4) Sta qui l’abbattere muri e costruire ponti, la formula lapiriana, che meglio esprime la nuova cultura della cooperazione. Essa contiene una pars destruens : la cooperazione come abbattimento dei muri culturali, politici, economici, spirituali, che dividono popoli e continenti. E una pars co struens : il costruire ponti di dialogo, di democrazia, di giustizia, di pace e di riconciliazione.
5) Non si tratta di distribuire qualche briciola, sempre più scarsa, come ha fatto l’attuale governo, diventando il fanalino di coda del G8 e disattendendo tutti gli impegni internazionali che si sono presi in sede Onu per arrivare in tempi certi allo 0,70 del pil. Siamo a uno sconsolante e sempre più piccolo 0,10/0,11%. E i fondi della cooperazione, i pochi rimasti, sono stati usati anche per finanziare operazioni militari. Un vero disastro culturale e politico.
6) La cooperazione per la riconciliazione è il nuovo orizzonte, fondamento di una grande politica internazionale. In questa direzione sarà possibile costruire rapporti di partenariato tra governi nazionali, ma anche tra governi locali, in una sinergia di azioni per ottenere stabilità di sviluppo e democrazia.
7) Non solo è necessario innalzare rapidamente le risorse disponibili arrivando in cinque anni allo 0,70%, ma bisogna mettere queste risorse al servizio di un progetto, che valorizzi l’intero sistema Italia: il governo nazionale, le Regioni, le istituzioni locali, le università, le ong, le associazioni e i movimenti, le forze sociali. Si tratta di costruire il sistema italiano della cooperazione, che faccia dell’Italia un punto di riferimento per la politica dell’Europa verso l’Africa e verso il Medio Oriente.

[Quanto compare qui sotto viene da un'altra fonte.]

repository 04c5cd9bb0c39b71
use std::sync::Arc;

use axum::{Json, Router, extract::State, routing::get};
use sea_orm::prelude::DateTimeWithTimeZone;
use serde::Serialize;

use crate::{
    db::entities::user, error::AppError, routes::posts::PostResponse, services::ServiceContext,
    services::user_service::UserWithPosts, state::AppState,
};

#[derive(Debug, Serialize)]
#[serde(rename_all = "camelCase")]
pub struct UserResponse {
    pub id: i32,
    pub name: String,
    pub email: String,
    pub created_at: DateTimeWithTimeZone,
}

#[derive(Debug, Serialize)]
pub struct UserWithPostsResponse {
    #[serde(flatten)]
    pub user: UserResponse,
    pub posts: Vec<PostResponse>,
}

pub fn router(state: Arc<AppState>) -> Router {
    Router::new()
        .route("/api/users", get(list_users))
        .with_state(state)
}

async fn list_users(
    State(state): State<Arc<AppState>>,
) -> Result<Json<Vec<UserWithPostsResponse>>, AppError> {
    let users = ServiceContext::from_state(state.as_ref())
        .user()
        .list_with_posts()
        .await?;
    Ok(Json(users.into_iter().map(UserWithPostsResponse::from).collect()))
}

impl From<user::Model> for UserResponse {
    fn from(model: user::Model) -> Self {
        Self {
            id: model.id,
            name: model.name,
            email: model.email,
            created_at: model.created_at,
        }
    }
}

impl From<UserWithPosts> for UserWithPostsResponse {
    fn from(entry: UserWithPosts) -> Self {
        Self {
            user: entry.user.into(),
            posts: entry.posts.into_iter().map(PostResponse::from).collect(),
        }
    }
}
use crate::db::dao::{DaoResult, StatsDao, TableCounts};

#[derive(Clone)]
pub struct SystemService {
    stats_dao: StatsDao,
}

impl SystemService {
    pub fn new(stats_dao: StatsDao) -> Self {
        Self { stats_dao }
    }

    pub async fn check_database(&self) -> DaoResult<()> {
        self.stats_dao.ping().await
    }

    pub async fn table_counts(&self) -> DaoResult<TableCounts> {
        self.stats_dao.table_counts().await
    }
}
use anyhow::{Result, bail};

use super::AppConfig;

pub fn validate(cfg: &AppConfig) -> Result<()> {
    let mut errors: Vec<String> = Vec::new();

    if cfg.host.trim().is_empty() {
        errors.push("HOST must not be empty".to_string());
    }

    if cfg.database.url.trim().is_empty() {
        errors.push("DATABASE_URL must not be empty".to_string());
    } else if !is_postgres_url(&cfg.database.url) {
        errors.push("DATABASE_URL must use the postgres:// or postgresql:// scheme".to_string());
    }

    if cfg.database.max_connections == 0 {
        errors.push("DB_MAX_CONNS must be > 0".to_string());
    }

    if cfg.database.min_idle > cfg.database.max_connections {
        errors.push(format!(
            "DB_MIN_IDLE ({}) must be <= DB_MAX_CONNS ({})",
            cfg.database.min_idle, cfg.database.max_connections
        ));
    }

    if cfg.database.connect_timeout_secs == 0 {
        errors.push("DB_CONNECT_TIMEOUT_SECS must be > 0".to_string());
    }

    if errors.is_empty() {
        return Ok(());
    }

    bail!("invalid app config:\n- {}", errors.join("\n- "))
}

fn is_postgres_url(url: &str) -> bool {
    let normalized = url.trim().to_ascii_lowercase();
    normalized.starts_with("postgres://") || normalized.starts_with("postgresql://")
}

#[cfg(test)]
mod tests {
    use super::validate;
    use crate::config::AppConfig;

    #[test]
    fn accepts_defaults() {
        validate(&AppConfig::default()).expect("defaults should validate");
    }

    #[test]
    fn rejects_non_postgres_url() {
        let mut cfg = AppConfig::default();
        cfg.database.url = "mysql://localhost/app".to_string();

        let err = validate(&cfg).expect_err("mysql url should fail");
        assert!(err.to_string().contains("postgres://"));
    }

    #[test]
    fn collects_every_problem() {
        let mut cfg = AppConfig::default();
        cfg.host = " ".to_string();
        cfg.database.max_connections = 1;
        cfg.database.min_idle = 4;

        let message = validate(&cfg).expect_err("config should fail").to_string();
        assert!(message.contains("HOST must not be empty"));
        assert!(message.contains("DB_MIN_IDLE (4) must be <= DB_MAX_CONNS (1)"));
    }

    #[test]
    fn labels_fallback_database_url_as_not_set() {
        let mut cfg = AppConfig::default();
        assert_eq!(cfg.database_url_label(), "(not set)");

        cfg.database.url_from_env = true;
        assert_eq!(cfg.database_url_label(), "(set)");
    }
}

8) Usciamo dall’ottica del progettificio e da ogni prospettiva corporativa, che riduce la cooperazione internazionale a una funzione residuale di distribuzione di risorse. In questi anni siamo rimasti spesso prigionieri di questo orizzonte asfittico, che ha indebolito tutta la nostra cooperazione. Tutti insieme siamo chiamati a fare un salto culturale prima che politico. Oggi l’Africa e il Medio Oriente hanno bisogno di un’Europa coraggioso soggetto di pace e di giustizia e in esso di un nuovo ruolo dell’Italia.

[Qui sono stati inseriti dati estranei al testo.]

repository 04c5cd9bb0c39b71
use crate::{
    db::dao::{DaoLayerError, TodoDao},
    db::entities::todo,
    error::AppError,
};

pub const TODO_NOT_FOUND: &str = "Todo not found";

#[derive(Clone)]
pub struct TodoService {
    todo_dao: TodoDao,
}

impl TodoService {
    pub fn new(todo_dao: TodoDao) -> Self {
        Self { todo_dao }
    }

    pub async fn list(&self) -> Result<Vec<todo::Model>, AppError> {
        Ok(self.todo_dao.list_newest_first().await?)
    }

    pub async fn create(&self, title: &str) -> Result<todo::Model, AppError> {
        Ok(self.todo_dao.create_todo(title).await?)
    }

    /// Store failures are reported as "not found" too; the cause is only logged.
    pub async fn update(
        &self,
        id: i32,
        title: Option<String>,
        completed: Option<bool>,
    ) -> Result<todo::Model, AppError> {
        self.todo_dao
            .update_todo(id, title, completed)
            .await
            .map_err(|err| mask_as_not_found("update", id, err))
    }

    pub async fn delete(&self, id: i32) -> Result<(), AppError> {
        self.todo_dao
            .delete_todo(id)
            .await
            .map_err(|err| mask_as_not_found("delete", id, err))
    }
}

fn mask_as_not_found(op: &'static str, id: i32, err: DaoLayerError) -> AppError {
    match &err {
        DaoLayerError::NotFound { .. } => {
            tracing::debug!(op, id, "todo not found");
        }
        DaoLayerError::Db(db_err) => {
            tracing::warn!(op, id, error = %db_err, "todo write failed; reporting as not found");
        }
    }
    AppError::not_found(TODO_NOT_FOUND)
}
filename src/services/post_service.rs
use std::collections::HashMap;

use crate::{
    db::dao::{PostDao, UserDao},
    db::entities::{post, user},
    error::AppError,
};

#[derive(Debug, Clone, PartialEq)]
pub struct PostWithAuthor {
    pub post: post::Model,
    /// `None` when the referenced user could not be found.
    pub author: Option<user::Model>,
}

#[derive(Clone)]
pub struct PostService {
    post_dao: PostDao,
    user_dao: UserDao,
}

impl PostService {
    pub fn new(post_dao: PostDao, user_dao: UserDao) -> Self {
        Self { post_dao, user_dao }
    }

    /// Newest posts first. Two independent reads joined in memory; not a
    /// consistent snapshot.
    pub async fn list_with_authors(&self) -> Result<Vec<PostWithAuthor>, AppError> {
        let posts = self.post_dao.list_newest_first().await?;
        let users = self.user_dao.list_all().await?;
        Ok(attach_authors(posts, users))
    }
}

pub fn attach_authors(posts: Vec<post::Model>, users: Vec<user::Model>) -> Vec<PostWithAuthor> {
    let users: HashMap<i32, user::Model> = users.into_iter().map(|u| (u.id, u)).collect();

    posts
        .into_iter()
        .map(|post| {
            let author = users.get(&post.author_id).cloned();
            PostWithAuthor { post, author }
        })
        .collect()
}
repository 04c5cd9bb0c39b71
use axum::{
    Json,
    http::StatusCode,
    response::{IntoResponse, Response},
};
use serde::Serialize;

use crate::db::dao::DaoLayerError;

#[derive(Debug, Serialize)]
pub struct ErrorBody {
    pub error: String,
}

#[derive(Debug)]
pub enum AppError {
    BadRequest(String),
    NotFound(String),
    ServiceUnavailable(String),
    Internal(String),
}

impl AppError {
    pub fn bad_request(message: impl Into<String>) -> Self {
        Self::BadRequest(message.into())
    }

    pub fn not_found(message: impl Into<String>) -> Self {
        Self::NotFound(message.into())
    }

    pub fn service_unavailable(message: impl Into<String>) -> Self {
        Self::ServiceUnavailable(message.into())
    }

    pub fn internal(message: impl Into<String>) -> Self {
        Self::Internal(message.into())
    }

    pub fn status(&self) -> StatusCode {
        match self {
            Self::BadRequest(_) => StatusCode::BAD_REQUEST,
            Self::NotFound(_) => StatusCode::NOT_FOUND,
            Self::ServiceUnavailable(_) => StatusCode::SERVICE_UNAVAILABLE,
            Self::Internal(_) => StatusCode::INTERNAL_SERVER_ERROR,
        }
    }

    pub fn message(&self) -> &str {
        match self {
            Self::BadRequest(message)
            | Self::NotFound(message)
            | Self::ServiceUnavailable(message)
            | Self::Internal(message) => message.as_str(),
        }
    }
}

impl std::fmt::Display for AppError {
    fn fmt(&self, f: &mut std::fmt::Formatter<'_>) -> std::fmt::Result {
        write!(f, "{}", self.message())
    }
}

impl std::error::Error for AppError {}

impl From<DaoLayerError> for AppError {
    fn from(err: DaoLayerError) -> Self {
        match err {
            DaoLayerError::NotFound { .. } => AppError::not_found(err.to_string()),
            DaoLayerError::Db(db_err) => AppError::internal(db_err.to_string()),
        }
    }
}

impl IntoResponse for AppError {
    fn into_response(self) -> Response {
        let status = self.status();
        if status.is_server_error() {
            tracing::error!(status = status.as_u16(), error = %self.message(), "request failed");
        }
        error_response(status, self.message())
    }
}

/// `{ "error": message }` with an arbitrary status; used where the status has no
/// dedicated `AppError` variant.
pub fn error_response(status: StatusCode, message: &str) -> Response {
    let body = Json(ErrorBody {
        error: message.to_string(),
    });
    (status, body).into_response()
}
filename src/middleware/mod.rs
mod json_error;
mod panic;

pub use json_error::json_error_middleware;
pub use panic::catch_panic_layer;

9) Nel nostro governo ci sarà una regìa politica forte e indipendente, capace di saper coordinare tutto il sistema Italia della cooperazione e di farne lo strumento di quella politica di pace che è nella vocazione e nella storia del nostro Paese.

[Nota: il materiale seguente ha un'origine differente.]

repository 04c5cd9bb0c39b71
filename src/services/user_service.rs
use std::collections::HashMap;

use crate::{
    db::dao::{PostDao, UserDao},
    db::entities::{post, user},
    error::AppError,
};

#[derive(Debug, Clone, PartialEq)]
pub struct UserWithPosts {
    pub user: user::Model,
    pub posts: Vec<post::Model>,
}

#[derive(Clone)]
pub struct UserService {
    user_dao: UserDao,
    post_dao: PostDao,
}

impl UserService {
    pub fn new(user_dao: UserDao, post_dao: PostDao) -> Self {
        Self { user_dao, post_dao }
    }

    /// Two independent reads joined in memory; not a consistent snapshot.
    pub async fn list_with_posts(&self) -> Result<Vec<UserWithPosts>, AppError> {
        let users = self.user_dao.list_all().await?;
        let posts = self.post_dao.list_all().await?;
        Ok(group_posts_by_author(users, posts))
    }
}

/// Keeps user order and, within a user, post order. Posts without a matching
/// user are dropped.
pub fn group_posts_by_author(
    users: Vec<user::Model>,
    posts: Vec<post::Model>,
) -> Vec<UserWithPosts> {
    let mut by_author: HashMap<i32, Vec<post::Model>> = HashMap::new();
    for post in posts {
        by_author.entry(post.author_id).or_default().push(post);
    }

    users
        .into_iter()
        .map(|user| {
            let posts = by_author.remove(&user.id).unwrap_or_default();
            UserWithPosts { user, posts }
        })
        .collect()
}
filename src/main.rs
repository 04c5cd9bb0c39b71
use std::net::SocketAddr;

use embr_app::{
    config::AppConfig, db::connection, logging::init_tracing, routes::app, state::AppState,
};

#[tokio::main]
async fn main() {
    let cfg = match AppConfig::from_env() {
        Ok(cfg) => cfg,
        Err(err) => {
            eprintln!("failed to load config: {err:?}");
            std::process::exit(1);
        }
    };
    init_tracing(&cfg.log_level);

    if let Err(err) = run(cfg).await {
        tracing::error!("server failed: {err:?}");
        std::process::exit(1);
    }
}

async fn run(cfg: AppConfig) -> anyhow::Result<()> {
    let db = connection::connect(&cfg.database).await?;
    let state = AppState::new(cfg, db);

    let addr: SocketAddr = format!("{}:{}", state.config.host, state.config.port).parse()?;
    tracing::info!("listening on http://{}", addr);
    tracing::info!("DATABASE_URL: {}", state.config.database_url_label());

    let listener = tokio::net::TcpListener::bind(addr).await?;
    axum::serve(listener, app(state)).await?;
    Ok(())
}
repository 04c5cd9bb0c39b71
use std::sync::Arc;

use sea_orm::DatabaseConnection;

use crate::config::AppConfig;

#[derive(Clone)]
pub struct AppState {
    pub config: AppConfig,
    pub db: DatabaseConnection,
}

impl AppState {
    pub fn new(config: AppConfig, db: DatabaseConnection) -> Arc<Self> {
        Arc::new(Self { config, db })
    }
}
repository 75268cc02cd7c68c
//! Codec errors and the SoftDevice result code table.

use core::fmt;

/// SoftDevice result codes as carried in every response envelope.
pub mod nrf_error {
    pub const NRF_SUCCESS: u32 = 0;
    pub const NRF_ERROR_SVC_HANDLER_MISSING: u32 = 1;
    pub const NRF_ERROR_SOFTDEVICE_NOT_ENABLED: u32 = 2;
    pub const NRF_ERROR_INTERNAL: u32 = 3;
    pub const NRF_ERROR_NO_MEM: u32 = 4;
    pub const NRF_ERROR_NOT_FOUND: u32 = 5;
    pub const NRF_ERROR_NOT_SUPPORTED: u32 = 6;
    pub const NRF_ERROR_INVALID_PARAM: u32 = 7;
    pub const NRF_ERROR_INVALID_STATE: u32 = 8;
    pub const NRF_ERROR_INVALID_LENGTH: u32 = 9;
    pub const NRF_ERROR_INVALID_FLAGS: u32 = 10;
    pub const NRF_ERROR_INVALID_DATA: u32 = 11;
    pub const NRF_ERROR_DATA_SIZE: u32 = 12;
    pub const NRF_ERROR_TIMEOUT: u32 = 13;
    pub const NRF_ERROR_NULL: u32 = 14;
    pub const NRF_ERROR_FORBIDDEN: u32 = 15;
    pub const NRF_ERROR_INVALID_ADDR: u32 = 16;
    pub const NRF_ERROR_BUSY: u32 = 17;
}

/// Errors raised while encoding or decoding a packet.
///
/// These describe the local codec outcome only. The result of the remote call travels inside the
/// response envelope, see [`Response`](crate::command::Response).
#[derive(Debug, Clone, Copy, PartialEq, Eq)]
#[cfg_attr(feature = "defmt", derive(defmt::Format))]
pub enum Error {
    /// A required argument was missing.
    Null,
    /// Buffer too small to encode into, or packet too short (or too long) to decode.
    InvalidLength,
    /// Opcode mismatch or a field value outside its domain.
    InvalidParam,
}

impl Error {
    /// The `NRF_ERROR_*` code this error is reported as.
    pub const fn code(&self) -> u32 {
        match self {
            Error::Null => nrf_error::NRF_ERROR_NULL,
            Error::InvalidLength => nrf_error::NRF_ERROR_INVALID_LENGTH,
            Error::InvalidParam => nrf_error::NRF_ERROR_INVALID_PARAM,
        }
    }

    /// Map an `NRF_ERROR_*` code back to a codec error, if it is one.
    pub const fn from_code(code: u32) -> Option<Self> {
        match code {
            nrf_error::NRF_ERROR_NULL => Some(Error::Null),
            nrf_error::NRF_ERROR_INVALID_LENGTH => Some(Error::InvalidLength),
            nrf_error::NRF_ERROR_INVALID_PARAM => Some(Error::InvalidParam),
            _ => None,
        }
    }
}

impl fmt::Display for Error {
    fn fmt(&self, f: &mut fmt::Formatter<'_>) -> fmt::Result {
        match self {
            Error::Null => write!(f, "required argument missing"),
            Error::InvalidLength => write!(f, "invalid length"),
            Error::InvalidParam => write!(f, "invalid parameter"),
        }
    }
}
//! L2CAP calls.

use crate::codec::{impl_codec, Decode, Encode, Error, Type};
use crate::command::Request;
use crate::cursor::{ReadCursor, WriteCursor};
use crate::opcode::{opcodes, Opcode};
use crate::types::L2capHeader;

/// Register a channel id for application use.
#[derive(Debug, Clone, Copy, PartialEq, Eq)]
#[cfg_attr(feature = "defmt", derive(defmt::Format))]
pub struct L2capCidRegister {
    pub cid: u16,
}

impl_codec!(L2capCidRegister { cid });

impl Request for L2capCidRegister {
    const OPCODE: Opcode = opcodes::L2CAP_CID_REGISTER;
    type Output<'r> = ();
}

#[derive(Debug, Clone, Copy, PartialEq, Eq)]
#[cfg_attr(feature = "defmt", derive(defmt::Format))]
pub struct L2capCidUnregister {
    pub cid: u16,
}

impl_codec!(L2capCidUnregister { cid });

impl Request for L2capCidUnregister {
    const OPCODE: Opcode = opcodes::L2CAP_CID_UNREGISTER;
    type Output<'r> = ();
}

/// Send an L2CAP packet on a registered channel.
///
/// On the wire the payload follows the header with no extra length prefix. `header.len` must
/// equal `data.len()`.
#[derive(Debug, Clone, Copy, PartialEq, Eq)]
#[cfg_attr(feature = "defmt", derive(defmt::Format))]
pub struct L2capTx<'a> {
    pub conn_handle: u16,
    pub header: L2capHeader,
    pub data: &'a [u8],
}

impl Type for L2capTx<'_> {
    fn size(&self) -> usize {
        self.conn_handle.size() + self.header.size() + self.data.len()
    }
}

impl Encode for L2capTx<'_> {
    fn encode(&self, dest: &mut [u8]) -> Result<(), Error> {
        if self.header.len as usize != self.data.len() {
            return Err(Error::InvalidParam);
        }
        let mut w = WriteCursor::new(dest);
        w.write(self.conn_handle)?;
        w.write_ref(&self.header)?;
        w.append(self.data)?;
        Ok(())
    }
}

impl<'a> Decode<'a> for L2capTx<'a> {
    fn decode(src: &'a [u8]) -> Result<Self, Error> {
        let mut r = ReadCursor::new(src);
        let conn_handle = r.read()?;
        let header: L2capHeader = r.read()?;
        let data = r.slice(header.len as usize)?;
        Ok(Self {
            conn_handle,
            header,
            data,
        })
    }
}

impl Request for L2capTx<'_> {
    const OPCODE: Opcode = opcodes::L2CAP_TX;
    type Output<'r> = ();
}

10) Noi ci dobbiamo impegnare a realizzare quanto qui indicato. Un impegno che prendiamo di fronte ai milioni di italiani che hanno capito quello che il governo uscente ha sempre ignorato: il nostro futuro è legato al futuro dei Paesi del Sud del mondo. Ed è un impegno solenne che prendiamo con i Paesi con cui l’Italia ha costruito e costruisce rapporti di cooperazione. Il futuro di pace dei nostri figli è legato al futuro di pace e di giustizia dei loro figli.
Questo è il decalogo della cooperazione. A questo ci atterremo con determinazione e ostinazione.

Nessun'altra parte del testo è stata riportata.